## SUPPLIED ENTRIES
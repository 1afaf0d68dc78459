//! Static file serving module
//!
//! Resolves request paths under the serving root and builds full or
//! partial-content responses. File bytes are read fresh for every request.

use crate::error::ServeError;
use crate::handler::router::RequestContext;
use crate::http::{self, mime, RangeResolution};
use crate::logger;
use http_body_util::Full;
use hyper::body::Bytes;
use hyper::Response;
use std::io::SeekFrom;
use std::path::{Path, PathBuf};
use tokio::fs;
use tokio::io::{AsyncReadExt, AsyncSeekExt};

/// A regular file under the serving root
#[derive(Debug, Clone, PartialEq, Eq)]
pub struct ServedFile {
    pub path: PathBuf,
    pub size: u64,
    pub content_type: &'static str,
}

/// Serve a file, honoring the request's Range header
pub async fn serve_file(ctx: &RequestContext<'_>, root: &Path) -> Response<Full<Bytes>> {
    let file = match resolve_file(root, ctx.path).await {
        Ok(file) => file,
        Err(e) => return error_response(&e),
    };

    logger::log_file_request(&file.path, file.size, ctx.range_header.as_deref());

    match ctx.range_header.as_deref() {
        Some(range_header) => serve_range(ctx, &file, range_header).await,
        None => serve_full(ctx, &file).await,
    }
}

/// Map a decoded URL path to a regular file below `root`
///
/// `root` must already be canonical. Paths escaping it are reported as not
/// found.
pub async fn resolve_file(root: &Path, path: &str) -> Result<ServedFile, ServeError> {
    let relative = path.trim_start_matches('/');
    let candidate = root.join(relative);

    // Missing files are common (404), no need to log
    let Ok(canonical) = fs::canonicalize(&candidate).await else {
        return Err(ServeError::NotFound);
    };
    if !canonical.starts_with(root) {
        logger::log_warning(&format!(
            "Path traversal attempt blocked: {} -> {}",
            path,
            canonical.display()
        ));
        return Err(ServeError::NotFound);
    }

    let metadata = fs::metadata(&canonical)
        .await
        .map_err(|_| ServeError::NotFound)?;
    if !metadata.is_file() {
        return Err(ServeError::NotFound);
    }

    Ok(ServedFile {
        content_type: mime::get_content_type(path),
        path: canonical,
        size: metadata.len(),
    })
}

/// Read exactly `length` bytes starting at `start`, fewer if the file shrank
pub async fn read_range(path: &Path, start: u64, length: u64) -> std::io::Result<Vec<u8>> {
    let mut file = fs::File::open(path).await?;
    file.seek(SeekFrom::Start(start)).await?;

    let mut data = Vec::with_capacity(usize::try_from(length).unwrap_or(0));
    file.take(length).read_to_end(&mut data).await?;
    Ok(data)
}

async fn serve_range(
    ctx: &RequestContext<'_>,
    file: &ServedFile,
    range_header: &str,
) -> Response<Full<Bytes>> {
    let range = match http::resolve_range(range_header, file.size) {
        RangeResolution::Satisfiable(range) => range,
        RangeResolution::NotSatisfiable => {
            logger::log_warning(&format!(
                "Range not satisfiable: '{range_header}' for {} ({} bytes)",
                file.path.display(),
                file.size
            ));
            return http::build_416_response(file.size);
        }
    };

    if ctx.is_head {
        return http::build_partial_response(
            Bytes::new(),
            file.content_type,
            range.length(),
            range,
            file.size,
        );
    }

    match read_range(&file.path, range.start, range.length()).await {
        Ok(data) => {
            let content_length = data.len() as u64;
            if ctx.access_log {
                logger::log_response(206, content_length);
            }
            http::build_partial_response(
                Bytes::from(data),
                file.content_type,
                content_length,
                range,
                file.size,
            )
        }
        Err(e) => error_response(&ServeError::Io(e)),
    }
}

async fn serve_full(ctx: &RequestContext<'_>, file: &ServedFile) -> Response<Full<Bytes>> {
    if ctx.is_head {
        return http::build_full_response(Bytes::new(), file.content_type, file.size);
    }

    match fs::read(&file.path).await {
        Ok(data) => {
            if ctx.access_log {
                logger::log_response(200, file.size);
            }
            http::build_full_response(Bytes::from(data), file.content_type, file.size)
        }
        Err(e) => error_response(&ServeError::Io(e)),
    }
}

fn error_response(error: &ServeError) -> Response<Full<Bytes>> {
    match error {
        ServeError::NotFound => http::build_404_response(),
        ServeError::Io(e) => {
            logger::log_error(&format!("Failed to read file: {e}"));
            http::build_500_response()
        }
    }
}

/// Get the welcome page served at `/`
pub fn get_welcome_page(host: &str) -> String {
    format!(
        r#"<!DOCTYPE html>
<html>
<head>
    <meta charset="utf-8">
    <title>HAP Range Download Test Server</title>
</head>
<body>
    <h1>HAP Range Download Test Server</h1>
    <p>&#10004; HTTP Range requests supported</p>
    <p>&#10004; Answers 206 Partial Content for byte ranges</p>

    <h2>Files</h2>
    <ul>
        <li><a href="/hap/AppSigned.hap">HAP package</a></li>
        <li><a href="/hap/manifest-jsdelivr.json5">Manifest</a></li>
    </ul>

    <h2>Try it</h2>
    <pre>
# Whole file
curl -I "http://{host}/hap/AppSigned.hap"

# First kilobyte, expect 206 Partial Content
curl -I -H "Range: bytes=0-1023" "http://{host}/hap/AppSigned.hap"
    </pre>
</body>
</html>
"#
    )
}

## EXERCISE BRIEF
When the word "href" occurs in a line above, list that line.

## ANSWER BELOW
        <li><a href="/hap/AppSigned.hap">HAP package</a></li>
        <li><a href="/hap/manifest-jsdelivr.json5">Manifest</a></li>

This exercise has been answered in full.